Affronto il mio dolore e quello di chi ho accanto ogni giorno
da 11 anni. La malattia è invalidante e progressiva e ci costringe dentro i
limiti stretti di un arresto domiciliare, quando prima la nostra vita e il
nostro lavoro erano perfetti per noi, spazi aperti e indipendenza. Lotto tutti
i giorni con la mia voglia di vivere, cercando di digerire l’idea di tutto ciò
a cui dovrò rinunciare in futuro, mentre perdo mio marito un pezzo alla volta.
Ho cercato in ogni dove la forza di andare avanti, di far passare gli anni con
la consapevolezza di rinunciare ogni giorno alla mia vita, mentre il mio lato
egoico, direbbe lei, spinge per uscire, per vivere. Ho fatto capolino al
supermarket della fede, leggendo libri, ascoltando gli altri, ma il carrello è
rimasto sempre vuoto. L’amica buddista mi dice che è il mio Karma, la cattolica
che avrò una ricompensa nell’aldilà, che il dolore espia le colpe. Nessuna di
queste cose mi convince. Solo i suoi Greci mi hanno fatto sentire meno sola,
quando dicono che non c’è alcun senso nel dolore: se arriva, sostienilo. Per me
non c’è che una stoica consapevolezza del dolore e la ricerca della forza per
sostenerlo, finché qualcosa non cambierà. Questi pensieri mi hanno fatto
sentire meglio. (..). Lei ha acceso il mio interesse e mi ha fatto guardare le
cose da un’altra angolazione, di questo la ringrazio dal profondo della mia
mente. Lei dice di essere “greco dentro”, mi piacerebbe avere gli strumenti per
capire. Enrica
Il dolore non è mai un evento solitario che riguarda solo chi
è afflitto dal male. Il dolore investe anche chi è accanto a chi soffre e vede
la sua vita rattrappirsi e raccogliersi in quegli sguardi che impietosamente
non mentono su un futuro che non c’è più e nel ricordo di un passato felice che
non ritorna. Resta solo un assoluto presente che reitera di giorno in giorno le
pratiche di cura, neppure accompagnate, come nel suo caso, da uno spiraglio di
speranza. La coscienza è combattuta tra il desiderio che l’evento si compia per
ricominciare a vivere e il senso di colpa per aver osato concepire un simile
pensiero. Gli altri non capiscono e diradano la loro frequentazione, perché
sanno di non avere parole che sappiano sinceramente consolare. La solitudine si
fa abissale. E non c’è fede che tenga, talvolta neppure la forza di sostenere
la cura quotidiana. Non si affligga per l’ambivalenza dei suoi sentimenti. Sono
naturali e appropriati. (..). I Greci che lei richiama queste cose le sapevano
perché non si affidavano a cieche speranze, e per questo Nietzsche parla di
loro come degli altri popoli: “hanno avuto il coraggio di guardare in faccia il
dolore”. (..) Per questo, a Re Mida che chiedeva quale fosse la cosa migliore e
più desiderabile nella vita, il saggio Sileno risponde: “Stirpe miserabile ed
effimera, figlio del caso e della pena, perché mi costringi a dirti ciò che per
te è vantaggioso non sapere? Il meglio per te è assolutamente irraggiungibile.
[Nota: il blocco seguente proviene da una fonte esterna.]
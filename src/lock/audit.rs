//! Lock Audit Events
//!
//! Best-effort record of successful lock writes. Events are queued without
//! waiting and written to the store by a background task; a full queue or
//! a failing store only costs the event, never the write it describes.

use std::sync::Arc;

use chrono::{DateTime, Utc};
use serde::{Deserialize, Serialize};
use tokio::sync::mpsc;

use super::{LockKey, LockRecord, LockStore};

/// Component name stamped on every event
pub const EVENT_COMPONENT: &str = "leader-elector";

/// Pending events before new ones are dropped
const EVENT_QUEUE_CAPACITY: usize = 256;

/// What kind of write an event describes
#[derive(Debug, Clone, Copy, PartialEq, Eq, Serialize, Deserialize)]
pub enum LockEventKind {
    /// Lease taken by a new holder
    Acquired,
    /// Lease extended by its holder
    Renewed,
    /// Lease given up by its holder
    Released,
}

impl std::fmt::Display for LockEventKind {
    fn fmt(&self, f: &mut std::fmt::Formatter<'_>) -> std::fmt::Result {
        match self {
            LockEventKind::Acquired => write!(f, "ACQUIRED"),
            LockEventKind::Renewed => write!(f, "RENEWED"),
            LockEventKind::Released => write!(f, "RELEASED"),
        }
    }
}

/// A single audit event
#[derive(Debug, Clone, Serialize, Deserialize)]
pub struct LockEvent {
    /// Election the write touched
    pub key: LockKey,
    /// Kind of write
    pub kind: LockEventKind,
    /// Participant that performed the write
    pub identity: String,
    /// Reporting component
    pub component: String,
    /// Host the participant runs on
    pub host: String,
    /// When the write happened
    pub at: DateTime<Utc>,
}

impl LockEvent {
    /// Describe a successful write of `record` by `identity`
    pub fn new(kind: LockEventKind, record: &LockRecord, identity: &str, host: &str) -> Self {
        Self {
            key: record.key.clone(),
            kind,
            identity: identity.to_string(),
            component: EVENT_COMPONENT.to_string(),
            host: host.to_string(),
            at: Utc::now(),
        }
    }
}

/// Non-blocking handle for emitting audit events
#[derive(Clone)]
pub struct EventRecorder {
    tx: Option<mpsc::Sender<LockEvent>>,
    host: String,
}

impl EventRecorder {
    /// Start a drain task writing events into `store`.
    ///
    /// Must be called from within a tokio runtime. The task exits once
    /// every clone of the recorder has been dropped.
    pub fn spawn(store: Arc<dyn LockStore>, host: String) -> Self {
        let (tx, mut rx) = mpsc::channel::<LockEvent>(EVENT_QUEUE_CAPACITY);

        tokio::spawn(async move {
            while let Some(event) = rx.recv().await {
                tracing::debug!(
                    target: "wolflease::audit",
                    "{} {} by {}",
                    event.kind,
                    event.key,
                    event.identity
                );
                if let Err(e) = store.record_event(&event).await {
                    tracing::debug!("Dropping audit event for {}: {}", event.key, e);
                }
            }
        });

        Self { tx: Some(tx), host }
    }

    /// A recorder that discards everything
    pub fn disabled() -> Self {
        Self {
            tx: None,
            host: String::new(),
        }
    }

    /// Queue an event for a write of `record` by `identity`; never waits
    pub fn record(&self, kind: LockEventKind, record: &LockRecord, identity: &str) {
        let Some(tx) = &self.tx else {
            return;
        };

        if let Err(e) = tx.try_send(LockEvent::new(kind, record, identity, &self.host)) {
            tracing::trace!("Audit queue rejected event: {}", e);
        }
    }
}

#[cfg(test)]
mod tests {
    use super::*;
    use crate::lock::MemoryLockStore;
    use std::time::Duration;

    fn record() -> LockRecord {
        LockRecord::new(
            LockKey::new("default", "web"),
            "p1",
            Duration::from_secs(10),
            Utc::now(),
        )
    }

    #[tokio::test]
    async fn test_events_reach_store() {
        let store = Arc::new(MemoryLockStore::new());
        let recorder = EventRecorder::spawn(store.clone(), "host-a".to_string());

        recorder.record(LockEventKind::Acquired, &record(), "p1");
        recorder.record(LockEventKind::Renewed, &record(), "p1");

        let mut events = Vec::new();
        for _ in 0..50 {
            events = store.events().await;
            if events.len() == 2 {
                break;
            }
            tokio::time::sleep(Duration::from_millis(10)).await;
        }

        assert_eq!(events.len(), 2);
        assert_eq!(events[0].kind, LockEventKind::Acquired);
        assert_eq!(events[1].kind, LockEventKind::Renewed);
        assert_eq!(events[0].host, "host-a");
        assert_eq!(events[0].component, EVENT_COMPONENT);
    }

    #[tokio::test]
    async fn test_store_failure_is_ignored() {
        let store = Arc::new(MemoryLockStore::new());
        store.set_unavailable(true);
        let recorder = EventRecorder::spawn(store.clone(), "host-a".to_string());

        recorder.record(LockEventKind::Acquired, &record(), "p1");
        tokio::time::sleep(Duration::from_millis(50)).await;

        store.set_unavailable(false);
        assert!(store.events().await.is_empty());
    }

    #[test]
    fn test_disabled_recorder() {
        EventRecorder::disabled().record(LockEventKind::Released, &record(), "p1");
    }
}
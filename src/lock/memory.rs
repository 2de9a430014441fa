//! In-Memory Lock Store
//!
//! A process-local coordination store. Every participant that shares the
//! same `Arc<MemoryLockStore>` competes for the same records, which makes
//! it the store of choice for embedding and for tests.

use std::collections::{HashMap, VecDeque};
use std::sync::atomic::{AtomicBool, AtomicU64, Ordering};
use std::time::Duration;

use async_trait::async_trait;
use tokio::sync::RwLock;

use super::{LockEvent, LockKey, LockRecord, LockStore, LockVersion};
use crate::error::{Error, Result};

/// Maximum number of audit events retained
const MAX_EVENTS: usize = 1024;

/// Lock store backed by a hash map
#[derive(Default)]
pub struct MemoryLockStore {
    /// Records by key
    records: RwLock<HashMap<LockKey, LockRecord>>,
    /// Most recent audit events, oldest first
    events: RwLock<VecDeque<LockEvent>>,
    /// Fail every call with `StoreUnavailable` while set
    unavailable: AtomicBool,
    /// Artificial latency added to every call, in milliseconds
    latency_ms: AtomicU64,
}

impl MemoryLockStore {
    /// Create an empty store
    pub fn new() -> Self {
        Self::default()
    }

    /// Simulate an outage: while set, every call fails with `StoreUnavailable`
    pub fn set_unavailable(&self, unavailable: bool) {
        self.unavailable.store(unavailable, Ordering::SeqCst);
    }

    /// Simulate a slow store by delaying every call
    pub fn set_latency(&self, latency: Duration) {
        self.latency_ms
            .store(latency.as_millis() as u64, Ordering::SeqCst);
    }

    /// Audit events recorded so far, oldest first
    pub async fn events(&self) -> Vec<LockEvent> {
        self.events.read().await.iter().cloned().collect()
    }

    /// Remove a record, as an operator deleting it by hand would
    pub async fn remove(&self, key: &LockKey) -> Option<LockRecord> {
        self.records.write().await.remove(key)
    }

    async fn enter(&self) -> Result<()> {
        let latency = self.latency_ms.load(Ordering::SeqCst);
        if latency > 0 {
            tokio::time::sleep(Duration::from_millis(latency)).await;
        }
        if self.unavailable.load(Ordering::SeqCst) {
            return Err(Error::StoreUnavailable("memory store offline".into()));
        }
        Ok(())
    }
}

#[async_trait]
impl LockStore for MemoryLockStore {
    fn backend(&self) -> &'static str {
        "memory"
    }

    async fn get(&self, key: &LockKey) -> Result<Option<LockRecord>> {
        self.enter().await?;
        Ok(self.records.read().await.get(key).cloned())
    }

    async fn create_if_absent(&self, mut record: LockRecord) -> Result<LockRecord> {
        self.enter().await?;
        let mut records = self.records.write().await;
        if records.contains_key(&record.key) {
            return Err(Error::AlreadyExists(record.key.to_string()));
        }

        record.version = LockVersion::INITIAL;
        records.insert(record.key.clone(), record.clone());
        Ok(record)
    }

    async fn update_if_unchanged(
        &self,
        mut record: LockRecord,
        expected: LockVersion,
    ) -> Result<LockRecord> {
        self.enter().await?;
        let mut records = self.records.write().await;
        let current = match records.get(&record.key) {
            Some(current) if current.version == expected => current,
            _ => {
                return Err(Error::Conflict {
                    key: record.key.to_string(),
                    expected: expected.to_string(),
                })
            }
        };

        record.version = current.version.next();
        records.insert(record.key.clone(), record.clone());
        Ok(record)
    }

    async fn record_event(&self, event: &LockEvent) -> Result<()> {
        self.enter().await?;
        let mut events = self.events.write().await;
        if events.len() == MAX_EVENTS {
            events.pop_front();
        }
        events.push_back(event.clone());
        Ok(())
    }
}

#[cfg(test)]
mod tests {
    use super::*;
    use chrono::Utc;

    fn record(holder: &str) -> LockRecord {
        LockRecord::new(
            LockKey::new("default", "web"),
            holder,
            Duration::from_secs(10),
            Utc::now(),
        )
    }

    #[tokio::test]
    async fn test_create_if_absent() {
        let store = MemoryLockStore::new();
        let key = LockKey::new("default", "web");
        assert!(store.get(&key).await.unwrap().is_none());

        let created = store.create_if_absent(record("p1")).await.unwrap();
        assert_eq!(created.version, LockVersion::INITIAL);

        let err = store.create_if_absent(record("p2")).await.unwrap_err();
        assert!(matches!(err, Error::AlreadyExists(_)));

        let current = store.get(&key).await.unwrap().unwrap();
        assert_eq!(current.holder_identity, "p1");
    }

    #[tokio::test]
    async fn test_stale_version_conflicts() {
        let store = MemoryLockStore::new();
        let created = store.create_if_absent(record("p1")).await.unwrap();

        let renewed = store
            .update_if_unchanged(created.clone(), created.version)
            .await
            .unwrap();
        assert_eq!(renewed.version, created.version.next());

        // Identical content, old version
        let err = store
            .update_if_unchanged(created.clone(), created.version)
            .await
            .unwrap_err();
        assert!(matches!(err, Error::Conflict { .. }));
    }

    #[tokio::test]
    async fn test_update_missing_record_conflicts() {
        let store = MemoryLockStore::new();
        let err = store
            .update_if_unchanged(record("p1"), LockVersion::INITIAL)
            .await
            .unwrap_err();
        assert!(err.is_contention());
    }

    #[tokio::test]
    async fn test_simulated_outage() {
        let store = MemoryLockStore::new();
        store.set_unavailable(true);

        let err = store.get(&LockKey::new("default", "web")).await.unwrap_err();
        assert!(matches!(err, Error::StoreUnavailable(_)));

        store.set_unavailable(false);
        assert!(store.get(&LockKey::new("default", "web")).await.is_ok());
    }
}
Non esser nato, non essere, essere niente. Ma la seconda cosa per te è morire
presto”. Per questo, scrive ancora Nietzsche, la tragedia non è un genere
letterario, ma la perfetta descrizione della condizione umana, la cui
consapevolezza si estinse con la fine della grecità. E Karl Jaspers, di
rincalzo: “Neppure Shakespeare è un tragico, perché ormai vive nell’era della
speranza cristiana”. Non voglio proseguire con queste considerazioni, che a chi
non conosce la condizione di quel dolore, per il quale ogni rimedio è
inefficace, possono apparire puri esercizi letterari. (..). Le ho accennate
solo per lei,che mi dice di trovare in questi riferimenti greci un minimo di
conforto. Spero che continuino a sostenerla. Per il resto, mi abbia accanto
come un compagno di viaggio che ha conosciuto queste cose.